Work required »
Give each record below again, without a single difference.

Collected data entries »

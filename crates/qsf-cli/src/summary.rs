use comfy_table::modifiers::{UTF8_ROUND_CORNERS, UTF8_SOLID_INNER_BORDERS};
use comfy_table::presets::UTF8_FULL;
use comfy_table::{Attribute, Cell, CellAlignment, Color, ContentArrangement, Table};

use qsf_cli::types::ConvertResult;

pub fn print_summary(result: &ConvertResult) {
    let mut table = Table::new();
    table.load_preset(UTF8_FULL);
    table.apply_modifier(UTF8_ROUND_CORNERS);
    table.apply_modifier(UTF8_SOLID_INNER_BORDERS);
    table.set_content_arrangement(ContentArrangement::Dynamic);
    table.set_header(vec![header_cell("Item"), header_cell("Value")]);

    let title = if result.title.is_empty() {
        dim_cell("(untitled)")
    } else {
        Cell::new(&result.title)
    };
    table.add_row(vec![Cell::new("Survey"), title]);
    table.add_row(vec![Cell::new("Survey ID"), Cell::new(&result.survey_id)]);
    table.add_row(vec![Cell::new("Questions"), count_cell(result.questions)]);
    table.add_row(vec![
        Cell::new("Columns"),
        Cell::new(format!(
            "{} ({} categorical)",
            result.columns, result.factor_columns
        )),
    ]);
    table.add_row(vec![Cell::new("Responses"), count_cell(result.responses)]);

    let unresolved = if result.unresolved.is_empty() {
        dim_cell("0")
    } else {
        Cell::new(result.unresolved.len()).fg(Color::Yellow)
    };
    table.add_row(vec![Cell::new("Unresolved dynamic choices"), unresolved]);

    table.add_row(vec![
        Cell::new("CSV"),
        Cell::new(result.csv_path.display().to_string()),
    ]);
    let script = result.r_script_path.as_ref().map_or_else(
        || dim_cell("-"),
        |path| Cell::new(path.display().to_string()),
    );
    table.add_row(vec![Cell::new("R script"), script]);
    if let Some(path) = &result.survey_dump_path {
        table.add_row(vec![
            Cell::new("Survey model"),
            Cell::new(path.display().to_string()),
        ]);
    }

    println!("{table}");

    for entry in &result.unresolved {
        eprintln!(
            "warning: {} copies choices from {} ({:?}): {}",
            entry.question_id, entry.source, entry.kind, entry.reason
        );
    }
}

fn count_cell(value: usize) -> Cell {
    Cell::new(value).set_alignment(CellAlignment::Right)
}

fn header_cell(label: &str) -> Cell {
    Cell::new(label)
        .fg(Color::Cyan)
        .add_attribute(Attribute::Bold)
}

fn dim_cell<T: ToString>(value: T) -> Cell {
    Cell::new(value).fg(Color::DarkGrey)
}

Solution to this exercise »
filename crates/qsf-cli/src/summary.rs
use comfy_table::modifiers::{UTF8_ROUND_CORNERS, UTF8_SOLID_INNER_BORDERS};
use comfy_table::presets::UTF8_FULL;
use comfy_table::{Attribute, Cell, CellAlignment, Color, ContentArrangement, Table};

use qsf_cli::types::ConvertResult;

pub fn print_summary(result: &ConvertResult) {
    let mut table = Table::new();
    table.load_preset(UTF8_FULL);
    table.apply_modifier(UTF8_ROUND_CORNERS);
    table.apply_modifier(UTF8_SOLID_INNER_BORDERS);
    table.set_content_arrangement(ContentArrangement::Dynamic);
    table.set_header(vec![header_cell("Item"), header_cell("Value")]);

    let title = if result.title.is_empty() {
        dim_cell("(untitled)")
    } else {
        Cell::new(&result.title)
    };
    table.add_row(vec![Cell::new("Survey"), title]);
    table.add_row(vec![Cell::new("Survey ID"), Cell::new(&result.survey_id)]);
    table.add_row(vec![Cell::new("Questions"), count_cell(result.questions)]);
    table.add_row(vec![
        Cell::new("Columns"),
        Cell::new(format!(
            "{} ({} categorical)",
            result.columns, result.factor_columns
        )),
    ]);
    table.add_row(vec![Cell::new("Responses"), count_cell(result.responses)]);

    let unresolved = if result.unresolved.is_empty() {
        dim_cell("0")
    } else {
        Cell::new(result.unresolved.len()).fg(Color::Yellow)
    };
    table.add_row(vec![Cell::new("Unresolved dynamic choices"), unresolved]);

    table.add_row(vec![
        Cell::new("CSV"),
        Cell::new(result.csv_path.display().to_string()),
    ]);
    let script = result.r_script_path.as_ref().map_or_else(
        || dim_cell("-"),
        |path| Cell::new(path.display().to_string()),
    );
    table.add_row(vec![Cell::new("R script"), script]);
    if let Some(path) = &result.survey_dump_path {
        table.add_row(vec![
            Cell::new("Survey model"),
            Cell::new(path.display().to_string()),
        ]);
    }

    println!("{table}");

    for entry in &result.unresolved {
        eprintln!(
            "warning: {} copies choices from {} ({:?}): {}",
            entry.question_id, entry.source, entry.kind, entry.reason
        );
    }
}

fn count_cell(value: usize) -> Cell {
    Cell::new(value).set_alignment(CellAlignment::Right)
}

fn header_cell(label: &str) -> Cell {
    Cell::new(label)
        .fg(Color::Cyan)
        .add_attribute(Attribute::Bold)
}

fn dim_cell<T: ToString>(value: T) -> Cell {
    Cell::new(value).fg(Color::DarkGrey)
}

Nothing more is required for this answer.